(Beginning of Working data)

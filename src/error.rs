//! Application error carried up to `main`.
//!
//! Exit codes:
//! - `2` configuration or input file problems
//! - `3` nothing usable left after cleaning the inputs
//! - `4` runtime failures (server, export, serialization)

#[derive(Clone)]
pub struct AppError {
    exit_code: u8,
    message: String,
}

impl AppError {
    pub fn new(exit_code: u8, message: impl Into<String>) -> Self {
        Self {
            exit_code,
            message: message.into(),
        }
    }

    /// Input or configuration error (exit code 2).
    pub fn input(message: impl Into<String>) -> Self {
        Self::new(2, message)
    }

    /// Runtime error (exit code 4).
    pub fn runtime(message: impl Into<String>) -> Self {
        Self::new(4, message)
    }

    pub fn exit_code(&self) -> u8 {
        self.exit_code
    }

    pub fn message(&self) -> &str {
        &self.message
    }
}

impl std::fmt::Display for AppError {
    fn fmt(&self, f: &mut std::fmt::Formatter<'_>) -> std::fmt::Result {
        write!(f, "{}", self.message)
    }
}

impl std::fmt::Debug for AppError {
    fn fmt(&self, f: &mut std::fmt::Formatter<'_>) -> std::fmt::Result {
        f.debug_struct("AppError")
            .field("exit_code", &self.exit_code)
            .field("message", &self.message)
            .finish()
    }
}

impl std::error::Error for AppError {}

#[cfg(test)]
mod tests {
    use super::*;

    #[test]
    fn constructors_carry_exit_codes() {
        assert_eq!(AppError::input("bad file").exit_code(), 2);
        assert_eq!(AppError::new(3, "empty").exit_code(), 3);
        let err = AppError::runtime("bind failed");
        assert_eq!(err.exit_code(), 4);
        assert_eq!(err.to_string(), "bind failed");
    }
}
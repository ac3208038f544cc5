//! Rate distributions: overlapping histograms and box plots.

use std::collections::BTreeMap;

use crate::builders::{SELECT_CURRENCY_MESSAGE, selected_series};
use crate::chart::{AxisKind, AxisSpec, Bin, ChartSpec, SeriesData, SeriesSpec, palette_color};
use crate::domain::{RateWindow, Selection};
use crate::math::{BoxStats, mean};

pub const HISTOGRAM_BIN_WIDTH: f64 = 0.02;
pub const HISTOGRAM_OPACITY: f64 = 0.7;
/// Fixed x-axis display window; values outside still count towards the bins.
pub const HISTOGRAM_WINDOW: (f64, f64) = (0.5, 2.1);

/// Above this many currencies the box plot switches to grouped mode.
pub const BOX_GROUPING_THRESHOLD: usize = 20;
/// Currencies per extreme group in grouped mode.
pub const BOX_GROUP_SIZE: usize = 10;

const HISTOGRAM_TITLE: &str = "Histogram of Currency Distribution";
const BOX_TITLE: &str = "Exchange Rate Distribution";

pub fn build_histogram(window: &RateWindow<'_>, selection: &Selection) -> ChartSpec {
    let series = selected_series(window, &selection.currencies);
    if series.is_empty() {
        return ChartSpec::placeholder(HISTOGRAM_TITLE, SELECT_CURRENCY_MESSAGE);
    }

    let mut spec = ChartSpec::new(
        HISTOGRAM_TITLE,
        AxisSpec::new("Exchange Rate Value", AxisKind::Value).with_range(HISTOGRAM_WINDOW.0, HISTOGRAM_WINDOW.1),
        AxisSpec::new("Frequency", AxisKind::Value),
    );
    for (i, (code, values)) in series.iter().enumerate() {
        spec.push_series(SeriesSpec::new(
            *code,
            palette_color(i),
            SeriesData::Histogram {
                bin_width: HISTOGRAM_BIN_WIDTH,
                opacity: HISTOGRAM_OPACITY,
                bins: bin_values(values, HISTOGRAM_BIN_WIDTH),
            },
        ));
    }
    spec
}

/// Count values into bins aligned at multiples of `width`.
pub fn bin_values(values: &[f64], width: f64) -> Vec<Bin> {
    let mut counts: BTreeMap<i64, usize> = BTreeMap::new();
    for v in values.iter().filter(|v| v.is_finite()) {
        *counts.entry((v / width).floor() as i64).or_default() += 1;
    }
    counts
        .into_iter()
        .map(|(k, count)| Bin {
            start: k as f64 * width,
            count,
        })
        .collect()
}

pub fn build_box_plot(window: &RateWindow<'_>, selection: &Selection) -> ChartSpec {
    let series = selected_series(window, &selection.currencies);
    if series.is_empty() {
        return ChartSpec::placeholder(BOX_TITLE, SELECT_CURRENCY_MESSAGE);
    }

    let grouped = series.len() > BOX_GROUPING_THRESHOLD;
    let title = if grouped {
        format!("{BOX_TITLE} (Grouped)")
    } else {
        BOX_TITLE.to_string()
    };
    let mut spec = ChartSpec::new(
        title,
        AxisSpec::new("", AxisKind::Category),
        AxisSpec::new("Exchange Rate Value", AxisKind::Value),
    );

    let boxes: Vec<(String, Vec<f64>)> = if grouped {
        group_by_mean(&series)
    } else {
        series.iter().map(|(code, values)| (code.to_string(), values.to_vec())).collect()
    };

    for (i, (name, values)) in boxes.into_iter().enumerate() {
        // The medium group is always empty and keeps its slot (and color).
        if let Some(stats) = BoxStats::from_values(&values) {
            spec.push_series(SeriesSpec::new(name, palette_color(i), SeriesData::Box { stats }));
        }
    }
    spec
}

/// Low / Medium / High groups by mean level; the medium group is left empty.
fn group_by_mean(series: &[(&str, &[f64])]) -> Vec<(String, Vec<f64>)> {
    let mut ranked: Vec<(f64, &[f64])> = series.iter().map(|(_, values)| (mean(values), *values)).collect();
    ranked.sort_by(|a, b| a.0.total_cmp(&b.0));

    let flatten = |group: &[(f64, &[f64])]| -> Vec<f64> {
        group.iter().flat_map(|(_, values)| values.iter().copied()).collect()
    };
    let low = &ranked[..BOX_GROUP_SIZE.min(ranked.len())];
    let high = &ranked[ranked.len().saturating_sub(BOX_GROUP_SIZE)..];

    vec![
        ("Low Range".to_string(), flatten(low)),
        ("Medium Range".to_string(), Vec::new()),
        ("High Range".to_string(), flatten(high)),
    ]
}

#[cfg(test)]
mod tests {
    use super::*;
    use crate::builders::fixtures::{dataset, select, wide_dataset};

    #[test]
    fn bins_align_to_width_and_keep_out_of_window_values() {
        let bins = bin_values(&[1.001, 1.019, 1.05, 150.0], 0.02);
        assert_eq!(bins.len(), 3);
        assert_eq!(bins[0].count, 2);
        assert!((bins[0].start - 1.0).abs() < 1e-9);
        // 150.0 lies outside the display window but is still counted.
        assert_eq!(bins[2].count, 1);
    }

    #[test]
    fn histogram_has_fixed_window_and_one_series_per_currency() {
        let ds = dataset(vec![("AUD", vec![1.5, 1.52, 1.49]), ("JPY", vec![105.0, 106.0, 107.0])]);
        let sel = select(&ds, &["AUD", "JPY"]);
        let spec = build_histogram(&ds.window(&sel), &sel);
        assert_eq!(spec.x_axis.range, Some((0.5, 2.1)));
        assert_eq!(spec.series.len(), 2);
        let SeriesData::Histogram { bins, .. } = &spec.series[1].data else {
            panic!("expected histogram");
        };
        assert_eq!(bins.iter().map(|b| b.count).sum::<usize>(), 3);
    }

    #[test]
    fn box_plot_one_box_per_currency_up_to_threshold() {
        let ds = wide_dataset(15, 20);
        let codes = ds.rates.codes();
        let refs: Vec<&str> = codes.iter().map(String::as_str).collect();
        let sel = select(&ds, &refs);
        let spec = build_box_plot(&ds.window(&sel), &sel);
        assert_eq!(spec.series.len(), 20);
        assert_eq!(spec.title, "Exchange Rate Distribution");
    }

    #[test]
    fn box_plot_groups_above_threshold() {
        let ds = wide_dataset(15, 25);
        let codes = ds.rates.codes();
        let refs: Vec<&str> = codes.iter().map(String::as_str).collect();
        let sel = select(&ds, &refs);
        let spec = build_box_plot(&ds.window(&sel), &sel);

        assert_eq!(spec.title, "Exchange Rate Distribution (Grouped)");
        let names: Vec<&str> = spec.series.iter().map(|s| s.name.as_str()).collect();
        assert_eq!(names, vec!["Low Range", "High Range"]);
        let SeriesData::Box { stats } = &spec.series[0].data else {
            panic!("expected box");
        };
        assert_eq!(stats.n, 10 * 15);
        // High Range keeps the third palette slot.
        assert_eq!(spec.series[1].color, palette_color(2));
    }

    #[test]
    fn empty_selection_is_placeholder() {
        let ds = wide_dataset(5, 2);
        let sel = select(&ds, &[]);
        assert!(build_histogram(&ds.window(&sel), &sel).is_placeholder());
        assert!(build_box_plot(&ds.window(&sel), &sel).is_placeholder());
    }
}
//! Month-over-month percentage change of monthly mean rates.

use crate::builders::{SELECT_CURRENCY_MESSAGE, selected_series};
use crate::chart::{
    AxisKind, AxisSpec, BandPoint, ChartSpec, Point, SeriesData, SeriesSpec, XValue, palette_color, with_alpha,
};
use crate::domain::{RateWindow, Selection};
use crate::math::{mean, monthly_means, sample_std};

/// Up to this many currencies get their own area series.
pub const MAX_INDIVIDUAL_SERIES: usize = 5;

const TITLE_INDIVIDUAL: &str = "Monthly Percentage Change";
const TITLE_AVERAGE: &str = "Average Monthly Change";
const TOO_SHORT_MESSAGE: &str = "Select a date range spanning at least two months";

/// Monthly change table: month labels plus one column of percent changes per currency.
#[derive(Debug, Clone, PartialEq)]
pub struct MonthlyChanges {
    pub months: Vec<String>,
    pub columns: Vec<(String, Vec<f64>)>,
}

/// Percent change between consecutive monthly means; the first month has no
/// predecessor and is dropped, and so is any month with a non-finite change.
pub fn monthly_changes(window: &RateWindow<'_>, currencies: &[String]) -> MonthlyChanges {
    let series = selected_series(window, currencies);
    let dates = window.dates();

    let per_currency: Vec<(String, Vec<(String, f64)>)> = series
        .iter()
        .map(|(code, values)| (code.to_string(), monthly_means(dates, values)))
        .collect();
    let Some((_, first)) = per_currency.first() else {
        return MonthlyChanges {
            months: Vec::new(),
            columns: Vec::new(),
        };
    };

    // All currencies share the window's dates, hence the same month keys.
    let mut keep: Vec<usize> = Vec::new();
    for i in 1..first.len() {
        let finite = per_currency.iter().all(|(_, means)| change(means, i).is_finite());
        if finite {
            keep.push(i);
        }
    }

    MonthlyChanges {
        months: keep.iter().map(|&i| first[i].0.clone()).collect(),
        columns: per_currency
            .iter()
            .map(|(code, means)| (code.clone(), keep.iter().map(|&i| change(means, i)).collect()))
            .collect(),
    }
}

fn change(means: &[(String, f64)], i: usize) -> f64 {
    (means[i].1 / means[i - 1].1 - 1.0) * 100.0
}

pub fn build(window: &RateWindow<'_>, selection: &Selection) -> ChartSpec {
    let title = if selection.currencies.len() <= MAX_INDIVIDUAL_SERIES {
        TITLE_INDIVIDUAL
    } else {
        TITLE_AVERAGE
    };
    if selection.currencies.is_empty() {
        return ChartSpec::placeholder(title, SELECT_CURRENCY_MESSAGE);
    }

    let changes = monthly_changes(window, &selection.currencies);
    if changes.months.is_empty() {
        return ChartSpec::placeholder(title, TOO_SHORT_MESSAGE);
    }

    let mut spec = ChartSpec::new(
        title,
        AxisSpec::new("Month", AxisKind::Category),
        AxisSpec::new("Change (%)", AxisKind::Value),
    );
    let month_points = |values: &[f64]| -> Vec<Point> {
        changes
            .months
            .iter()
            .zip(values)
            .map(|(m, v)| Point::new(XValue::Label(m.clone()), *v))
            .collect()
    };

    if changes.columns.len() <= MAX_INDIVIDUAL_SERIES {
        for (i, (code, values)) in changes.columns.iter().enumerate() {
            spec.push_series(SeriesSpec::new(
                code.as_str(),
                palette_color(i),
                SeriesData::Area {
                    points: month_points(values),
                },
            ));
        }
        return spec;
    }

    // Cross-sectional mean and spread across currencies for each month.
    let mut averages = Vec::with_capacity(changes.months.len());
    let mut band = Vec::with_capacity(changes.months.len());
    for (row, month) in changes.months.iter().enumerate() {
        let cross: Vec<f64> = changes.columns.iter().map(|(_, values)| values[row]).collect();
        let avg = mean(&cross);
        let sd = sample_std(&cross);
        averages.push(avg);
        band.push(BandPoint {
            x: XValue::Label(month.clone()),
            lower: avg - sd,
            upper: avg + sd,
        });
    }

    spec.push_series(SeriesSpec::new(
        "Average Change",
        palette_color(0),
        SeriesData::Area {
            points: month_points(&averages),
        },
    ));
    spec.push_series(
        SeriesSpec::new(
            "Cross-currency spread (±1 SD)",
            palette_color(1),
            SeriesData::Band {
                points: band,
                fill: with_alpha(palette_color(1), 0.3),
            },
        )
        .hidden_from_legend(),
    );
    spec
}

#[cfg(test)]
mod tests {
    use super::*;
    use crate::builders::fixtures::{dataset, select, wide_dataset};

    #[test]
    fn drops_first_month_and_scales_to_percent() {
        // 2020-01-01 .. 2020-03-01: January at 1.0, February at 1.1, March 1st at 1.21.
        let mut values = vec![1.0; 31];
        values.extend(vec![1.1; 29]);
        values.push(1.21);
        let ds = dataset(vec![("AUD", values)]);
        let sel = select(&ds, &["AUD"]);
        let changes = monthly_changes(&ds.window(&sel), &sel.currencies);

        assert_eq!(changes.months, vec!["2020-02", "2020-03"]);
        let aud = &changes.columns[0].1;
        assert!((aud[0] - 10.0).abs() < 1e-9);
        assert!((aud[1] - 10.0).abs() < 1e-9);
    }

    #[test]
    fn five_currencies_get_individual_areas() {
        let ds = wide_dataset(70, 5);
        let codes = ds.rates.codes();
        let refs: Vec<&str> = codes.iter().map(String::as_str).collect();
        let sel = select(&ds, &refs);
        let spec = build(&ds.window(&sel), &sel);
        assert_eq!(spec.title, "Monthly Percentage Change");
        assert_eq!(spec.series.len(), 5);
        assert!(spec.series.iter().all(|s| !s.is_band()));
    }

    #[test]
    fn six_currencies_collapse_to_mean_and_band() {
        let ds = wide_dataset(70, 6);
        let codes = ds.rates.codes();
        let refs: Vec<&str> = codes.iter().map(String::as_str).collect();
        let sel = select(&ds, &refs);
        let spec = build(&ds.window(&sel), &sel);

        assert_eq!(spec.title, "Average Monthly Change");
        assert_eq!(spec.series.len(), 2);
        assert_eq!(spec.series[0].name, "Average Change");
        assert!(spec.series[1].is_band());
        assert!(!spec.series[1].show_in_legend);
        let SeriesData::Band { points, .. } = &spec.series[1].data else {
            panic!("expected band");
        };
        assert!(points.iter().all(|p| p.lower <= p.upper));
    }

    #[test]
    fn single_month_window_is_placeholder() {
        let ds = wide_dataset(10, 2);
        let sel = select(&ds, &["C00"]);
        assert!(build(&ds.window(&sel), &sel).is_placeholder());
    }
}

(End of Working data)

Exercise: Gather each line in these records that contains the string "many".

Finished task:
/// Above this many currencies the box plot switches to grouped mode.
/// Up to this many currencies get their own area series.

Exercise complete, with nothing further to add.